//! Flag matrix filters.
//!
//! A filter is a small boolean expression evaluated against one candidate flag
//! assignment, for example `num_vms > 1 and disk_type != 'local'`. The only
//! names in scope are the flags of that assignment.

mod lexer;
mod parser;


use std::cmp::Ordering;
use std::fmt;

use benchplan_config::Flags;
use serde_yaml::Value;
use thiserror::Error;

use lexer::Lexer;
use parser::Parser;

/// Errors raised while compiling or evaluating a filter.
#[derive(Debug, Clone, PartialEq, Error)]
pub enum FilterEvaluationError {
    #[error("syntax error at position {position}: {message}")]
    Syntax { position: usize, message: String },

    #[error("name \"{0}\" is not bound to a flag")]
    UnboundName(String),

    #[error("cannot apply `{op}` to {left} and {right}")]
    TypeMismatch {
        op: &'static str,
        left: &'static str,
        right: &'static str,
    },
}

/// Comparison operators.
#[derive(Debug, Clone, Copy, PartialEq, Eq)]
pub enum CompareOp {
    Eq,
    Ne,
    Lt,
    Le,
    Gt,
    Ge,
    In,
    NotIn,
}

impl CompareOp {
    fn symbol(self) -> &'static str {
        match self {
            CompareOp::Eq => "==",
            CompareOp::Ne => "!=",
            CompareOp::Lt => "<",
            CompareOp::Le => "<=",
            CompareOp::Gt => ">",
            CompareOp::Ge => ">=",
            CompareOp::In => "in",
            CompareOp::NotIn => "not in",
        }
    }
}

/// Filter expression tree.
#[derive(Debug, Clone, PartialEq)]
pub enum Expr {
    Literal(Value),
    Name(String),
    List(Vec<Expr>),
    Not(Box<Expr>),
    And(Box<Expr>, Box<Expr>),
    Or(Box<Expr>, Box<Expr>),
    Compare {
        op: CompareOp,
        left: Box<Expr>,
        right: Box<Expr>,
    },
}

impl Expr {
    /// Evaluates the expression with `flags` as the only bindings.
    pub fn eval(&self, flags: &Flags) -> Result<Value, FilterEvaluationError> {
        match self {
            Expr::Literal(value) => Ok(value.clone()),
            Expr::Name(name) => flags
                .get(name)
                .cloned()
                .ok_or_else(|| FilterEvaluationError::UnboundName(name.clone())),
            Expr::List(items) => items
                .iter()
                .map(|item| item.eval(flags))
                .collect::<Result<Vec<_>, _>>()
                .map(Value::Sequence),
            Expr::Not(inner) => Ok(Value::Bool(!is_truthy(&inner.eval(flags)?))),
            Expr::And(left, right) => {
                let result = is_truthy(&left.eval(flags)?) && is_truthy(&right.eval(flags)?);
                Ok(Value::Bool(result))
            }
            Expr::Or(left, right) => {
                let result = is_truthy(&left.eval(flags)?) || is_truthy(&right.eval(flags)?);
                Ok(Value::Bool(result))
            }
            Expr::Compare { op, left, right } => {
                let left = left.eval(flags)?;
                let right = right.eval(flags)?;
                compare(*op, &left, &right).map(Value::Bool)
            }
        }
    }
}

/// A compiled filter together with its source text.
///
/// # Example
///
/// ```
/// use benchplan::FlagFilter;
/// use benchplan_config::Flags;
///
/// let filter = FlagFilter::parse("threads >= 4 and mode in ['read', 'randread']").unwrap();
///
/// let mut flags = Flags::new();
/// flags.insert("threads".into(), 8.into());
/// flags.insert("mode".into(), "read".into());
/// assert!(filter.matches(&flags).unwrap());
///
/// flags.insert("threads".into(), 2.into());
/// assert!(!filter.matches(&flags).unwrap());
/// ```
#[derive(Debug, Clone, PartialEq)]
pub struct FlagFilter {
    source: String,
    expr: Expr,
}

impl FlagFilter {
    /// Compiles a filter expression.
    pub fn parse(source: &str) -> Result<Self, FilterEvaluationError> {
        let tokens = Lexer::new(source).tokenize()?;
        let expr = Parser::new(tokens).parse()?;
        Ok(Self {
            source: source.to_string(),
            expr,
        })
    }

    /// Returns true if the flag assignment satisfies the filter.
    pub fn matches(&self, flags: &Flags) -> Result<bool, FilterEvaluationError> {
        self.expr.eval(flags).map(|value| is_truthy(&value))
    }

    pub fn source(&self) -> &str {
        &self.source
    }

    pub fn expr(&self) -> &Expr {
        &self.expr
    }
}

impl fmt::Display for FlagFilter {
    fn fmt(&self, f: &mut fmt::Formatter<'_>) -> fmt::Result {
        f.write_str(&self.source)
    }
}

/// Truthiness of a flag value.
///
/// Null, false, zero and empty strings, lists and mappings are false.
pub fn is_truthy(value: &Value) -> bool {
    match value {
        Value::Null => false,
        Value::Bool(b) => *b,
        Value::Number(n) => n.as_f64().is_some_and(|f| f != 0.0),
        Value::String(s) => !s.is_empty(),
        Value::Sequence(items) => !items.is_empty(),
        Value::Mapping(map) => !map.is_empty(),
        Value::Tagged(tagged) => is_truthy(&tagged.value),
    }
}

fn type_name(value: &Value) -> &'static str {
    match value {
        Value::Null => "None",
        Value::Bool(_) => "bool",
        Value::Number(n) if n.is_f64() => "float",
        Value::Number(_) => "int",
        Value::String(_) => "str",
        Value::Sequence(_) => "list",
        Value::Mapping(_) => "mapping",
        Value::Tagged(_) => "tagged value",
    }
}

fn values_equal(a: &Value, b: &Value) -> bool {
    match (a, b) {
        (Value::Number(x), Value::Number(y)) => compare_numbers(x, y) == Some(Ordering::Equal),
        (Value::Sequence(xs), Value::Sequence(ys)) => {
            xs.len() == ys.len() && xs.iter().zip(ys).all(|(x, y)| values_equal(x, y))
        }
        _ => a == b,
    }
}

fn compare_numbers(x: &serde_yaml::Number, y: &serde_yaml::Number) -> Option<Ordering> {
    match (x.as_i64(), y.as_i64()) {
        (Some(x), Some(y)) => Some(x.cmp(&y)),
        _ => x.as_f64()?.partial_cmp(&y.as_f64()?),
    }
}

fn compare(op: CompareOp, left: &Value, right: &Value) -> Result<bool, FilterEvaluationError> {
    let mismatch = || FilterEvaluationError::TypeMismatch {
        op: op.symbol(),
        left: type_name(left),
        right: type_name(right),
    };

    match op {
        CompareOp::Eq => Ok(values_equal(left, right)),
        CompareOp::Ne => Ok(!values_equal(left, right)),
        CompareOp::In | CompareOp::NotIn => {
            let found = match (left, right) {
                (_, Value::Sequence(items)) => items.iter().any(|item| values_equal(left, item)),
                (Value::String(needle), Value::String(haystack)) => haystack.contains(needle.as_str()),
                (_, Value::Mapping(map)) => map.contains_key(left),
                _ => return Err(mismatch()),
            };
            Ok(found == (op == CompareOp::In))
        }
        CompareOp::Lt | CompareOp::Le | CompareOp::Gt | CompareOp::Ge => {
            let ordering = match (left, right) {
                (Value::Number(x), Value::Number(y)) => compare_numbers(x, y),
                (Value::String(x), Value::String(y)) => Some(x.cmp(y)),
                (Value::Bool(x), Value::Bool(y)) => Some(x.cmp(y)),
                _ => return Err(mismatch()),
            };
            // NaN compares false in every direction
            let Some(ordering) = ordering else {
                return Ok(false);
            };
            Ok(match op {
                CompareOp::Lt => ordering == Ordering::Less,
                CompareOp::Le => ordering != Ordering::Greater,
                CompareOp::Gt => ordering == Ordering::Greater,
                _ => ordering != Ordering::Less,
            })
        }
    }
}
//! Rendering of plans and benchmark sets.

use std::io::{self, Write};

use benchplan::{BenchmarkPlan, OsType, ParallelGroups, SetRegistry};
use benchplan_config::Flags;
use owo_colors::OwoColorize;
use serde::Serialize;
use serde_yaml::Value;

#[derive(Serialize)]
struct PlanView<'a> {
    os_type: OsType,
    configs: Vec<ConfigView<'a>>,
    groups: Option<&'a ParallelGroups>,
}

#[derive(Serialize)]
struct ConfigView<'a> {
    name: &'a str,
    variant: usize,
    module: &'a str,
    flags: &'a Flags,
}

fn view(plan: &BenchmarkPlan, os_type: OsType) -> PlanView<'_> {
    PlanView {
        os_type,
        configs: plan
            .configs
            .iter()
            .map(|(key, config)| ConfigView {
                name: &key.name,
                variant: key.variant,
                module: config.module.name(),
                flags: &config.flags,
            })
            .collect(),
        groups: plan.groups.as_ref(),
    }
}

/// Writes the plan as pretty-printed JSON.
pub fn write_json<W: Write>(out: &mut W, plan: &BenchmarkPlan, os_type: OsType) -> serde_json::Result<()> {
    serde_json::to_writer_pretty(&mut *out, &view(plan, os_type))?;
    writeln!(out).map_err(serde_json::Error::io)
}

/// Writes a human-readable plan.
pub fn write_text<W: Write>(out: &mut W, plan: &BenchmarkPlan, os_type: OsType) -> io::Result<()> {
    writeln!(
        out,
        "{} ({os_type}): {} configuration(s)",
        "Benchmark plan".bold(),
        plan.len()
    )?;
    for (key, config) in &plan.configs {
        let flags = config
            .flags
            .iter()
            .map(|(name, value)| format!("{name}={}", display_value(value)))
            .collect::<Vec<_>>()
            .join(", ");
        writeln!(
            out,
            "  {}[{}]  module={}  {}",
            key.name.cyan(),
            key.variant,
            config.module.name(),
            flags.dimmed()
        )?;
    }

    match &plan.groups {
        None => writeln!(out, "Execution: sequential")?,
        Some(groups) => {
            writeln!(out, "Execution groups:")?;
            for (i, group) in groups.iter().enumerate() {
                let mode = if group.len() > 1 { "parallel" } else { "sequential" };
                writeln!(out, "  {}. {} ({mode})", i + 1, group.join(", "))?;
            }
        }
    }
    Ok(())
}

/// Writes every benchmark set with its description and members.
pub fn write_sets<W: Write>(out: &mut W, sets: &SetRegistry) -> io::Result<()> {
    for set in sets.iter() {
        writeln!(out, "{}: {}", set.name.bold(), set.description)?;
        writeln!(out, "    {}", set.members.join(", "))?;
    }
    Ok(())
}

fn display_value(value: &Value) -> String {
    match value {
        Value::String(s) => s.clone(),
        other => serde_json::to_string(other).unwrap_or_else(|_| format!("{other:?}")),
    }
}

#[cfg(test)]
mod tests {
    use super::*;
    use benchplan::{Planner, StaticModuleRegistry};
    use benchplan_config::UserConfig;

    fn sample_plan() -> BenchmarkPlan {
        let registry = StaticModuleRegistry::builtin();
        let user_config = UserConfig::new()
            .with_flag("zone", "us-east1-b")
            .with_flag("num_vms", 2);
        Planner::new(&registry)
            .plan(&["ping", "(fio", "iperf)"], &user_config)
            .unwrap()
    }

    #[test]
    fn test_json_output() {
        let mut out = Vec::new();
        write_json(&mut out, &sample_plan(), OsType::Linux).unwrap();

        let json: serde_json::Value = serde_json::from_slice(&out).unwrap();
        assert_eq!(json["os_type"], "linux");
        assert_eq!(json["configs"].as_array().unwrap().len(), 3);
        assert_eq!(json["configs"][0]["name"], "fio");
        assert_eq!(json["configs"][0]["flags"]["num_vms"], 2);
        assert_eq!(json["groups"][1][1], "iperf");
    }

    #[test]
    fn test_text_output() {
        let mut out = Vec::new();
        write_text(&mut out, &sample_plan(), OsType::Linux).unwrap();
        let text = String::from_utf8(out).unwrap();

        assert!(text.contains("3 configuration(s)"));
        assert!(text.contains("module=iperf"));
        assert!(text.contains("zone=us-east1-b"));
        assert!(text.contains("1. ping (sequential)"));
        assert!(text.contains("2. fio, iperf (parallel)"));
    }

    #[test]
    fn test_sets_output() {
        let mut out = Vec::new();
        write_sets(&mut out, &SetRegistry::builtin()).unwrap();
        let text = String::from_utf8(out).unwrap();
        assert!(text.contains("cloudharmony_set"));
        assert!(text.contains("speccpu2006, unixbench"));
    }
}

☆ ☆ ☆ ☆ ☆

Number of lines above containing "TypeMismatch": state it and nothing else.

2